Christian Blackshaw, Piano Recital, Snape Proms, August 10Most piano recitals are good, if not better - musically coherent, notes in place and an enjoyable couple of hours.

Christian Blackshaw, Piano Recital, Snape Proms, August 10

Most piano recitals are good, if not better - musically coherent, notes in place and an enjoyable couple of hours. Every so often one is lucky enough to experience something of a higher order - where musical insight and commanding performance combine to stir the senses, illuminate the world and leave an indelible impression.

Such were my feelings as I left the Maltings on Friday evening.

Schubert's Three Pieces of 1828 are less frequently heard than his three final piano sonatas of the same year. Yet they are just as remarkable and are full of superb music.

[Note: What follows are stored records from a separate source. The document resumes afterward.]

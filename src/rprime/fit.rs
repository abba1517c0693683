//! # 两遍最小二乘拟合
//!
//! 对累计样本按 x = r'·u + b（u = sinθ/√(1−sin²θ)）拟合直线，
//! 第一遍拟合后剔除残差超过 50 的离群样本，再补入合成零点重拟合。
//!
//! ## 依赖关系
//! - 被 `rprime/pipeline.rs` 调用
//! - 使用 `models/sample.rs`

use crate::error::{LeedcalError, Result};
use crate::models::Sample;

/// 离群判定的残差上限（像素）
const OUTLIER_LIMIT: f64 = 50.0;

/// 拟合结果：斜率即标定常数 r'
#[derive(Debug, Clone, Copy, PartialEq)]
pub struct LineFit {
    /// 标定常数 r'
    pub rprime: f64,
    /// 截距
    pub intercept: f64,
}

impl LineFit {
    /// 线上取值 x(u)
    fn value_at(&self, u: f64) -> f64 {
        self.rprime * u + self.intercept
    }
}

/// 线性化变量 u = sinθ/√(1−sin²θ)
fn linearize(sin_theta: f64) -> f64 {
    sin_theta / (1.0 - sin_theta * sin_theta).sqrt()
}

/// 两遍拟合：粗拟合 → 剔除离群点 → 头部补零点 → 重拟合
pub fn fit_samples(samples: &[Sample]) -> Result<LineFit> {
    let us: Vec<f64> = samples.iter().map(|s| linearize(s.sin_theta)).collect();
    let xs: Vec<f64> = samples.iter().map(|s| s.x).collect();

    let first = least_squares(&us, &xs)?;

    // 零点总是补回头部，即使它曾被标记为离群
    let mut kept_u = vec![0.0];
    let mut kept_x = vec![0.0];
    for (&u, &x) in us.iter().zip(&xs) {
        if (first.value_at(u) - x).abs() <= OUTLIER_LIMIT {
            kept_u.push(u);
            kept_x.push(x);
        }
    }

    least_squares(&kept_u, &kept_x)
}

/// 一元最小二乘；横坐标不足两个互异值时报 InsufficientFitData
fn least_squares(us: &[f64], xs: &[f64]) -> Result<LineFit> {
    let n = us.len();
    if n < 2 {
        return Err(LeedcalError::InsufficientFitData { samples: n });
    }

    let mean_u = us.iter().sum::<f64>() / n as f64;
    let mean_x = xs.iter().sum::<f64>() / n as f64;

    let mut s_uu = 0.0;
    let mut s_ux = 0.0;
    for (&u, &x) in us.iter().zip(xs) {
        s_uu += (u - mean_u) * (u - mean_u);
        s_ux += (u - mean_u) * (x - mean_x);
    }

    if s_uu.abs() < f64::EPSILON {
        return Err(LeedcalError::InsufficientFitData { samples: n });
    }

    let rprime = s_ux / s_uu;
    Ok(LineFit {
        rprime,
        intercept: mean_x - rprime * mean_u,
    })
}

#[cfg(test)]
mod tests {
    use super::*;

    /// 由 u 反推 sinθ 构造样本：s = u/√(1+u²)
    fn sample_at(u: f64, x: f64) -> Sample {
        Sample::new(x, u / (1.0 + u * u).sqrt())
    }

    #[test]
    fn test_linearize_roundtrip() {
        for u in [0.0f64, 0.3, 1.0, 2.5] {
            let s = u / (1.0 + u * u).sqrt();
            assert!((linearize(s) - u).abs() < 1e-12);
        }
    }

    #[test]
    fn test_perfect_line_recovered_without_removal() {
        let mut samples = vec![Sample::seed()];
        for u in [0.2, 0.5, 1.0, 1.5, 2.0] {
            samples.push(sample_at(u, 3.0 * u));
        }

        let fit = fit_samples(&samples).unwrap();
        assert!((fit.rprime - 3.0).abs() < 1e-9);
        assert!(fit.intercept.abs() < 1e-9);

        // 无残差意味着第一遍结果与最终结果一致（零剔除）
        let us: Vec<f64> = samples.iter().map(|s| linearize(s.sin_theta)).collect();
        let xs: Vec<f64> = samples.iter().map(|s| s.x).collect();
        let first = least_squares(&us, &xs).unwrap();
        assert!((first.rprime - fit.rprime).abs() < 1e-9);
    }

    #[test]
    fn test_outlier_excluded_and_slope_improves() {
        let mut samples = vec![Sample::seed()];
        for u in [1.0, 2.0, 3.0, 4.0, 5.0] {
            samples.push(sample_at(u, 3.0 * u));
        }
        // 残差远超 50 的坏点
        samples.push(sample_at(1.0, 100.0));

        let us: Vec<f64> = samples.iter().map(|s| linearize(s.sin_theta)).collect();
        let xs: Vec<f64> = samples.iter().map(|s| s.x).collect();
        let first = least_squares(&us, &xs).unwrap();

        let fit = fit_samples(&samples).unwrap();
        assert!((fit.rprime - 3.0).abs() < 1e-9);
        assert!(fit.intercept.abs() < 1e-9);
        assert!((fit.rprime - 3.0).abs() < (first.rprime - 3.0).abs());
    }

    #[test]
    fn test_insufficient_data() {
        let err = fit_samples(&[Sample::seed()]).unwrap_err();
        assert!(matches!(
            err,
            LeedcalError::InsufficientFitData { samples: 1 }
        ));

        // 横坐标全部相同也无法定义斜率
        let samples = vec![sample_at(1.0, 10.0), sample_at(1.0, 20.0)];
        assert!(matches!(
            fit_samples(&samples).unwrap_err(),
            LeedcalError::InsufficientFitData { .. }
        ));
    }
}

Blackshaw launched into the opening Allegro assai at full force, immediately turbulent and unsettling. The barcarolle-like mood of the second piece was elegantly done but it was the insistent semiquaver motion that most captured the imagination. The final piece was almost shocking in its dramatic impact.

Schumann's Fantasiestucke contain some of his most creative and passionate ideas and the insight and fluency of Blackshaw's phrasing produced a stream of delights.

There was an inevitability to the second half of a concert devoted to the high romantics of the piano - Liszt's B minor sonata. Famous, perhaps infamous, for his extravagance and indulgence in some of his piano compositions, the composer here reveals all his talents in a magnificent display of virtuoso yet disciplined writing. Blackshaw, not wholly unlike the aging composer in the severely darkened hall, stood the work firmly and proudly in the succession to Beethoven and the repeated notes of the fugal theme seemed directly connected to the earlier Titan. Time stood still as one travelled the score in every detail and finally descended, for the second time, into the infinite bass abyss.

A mesmerising and unforgettable experience.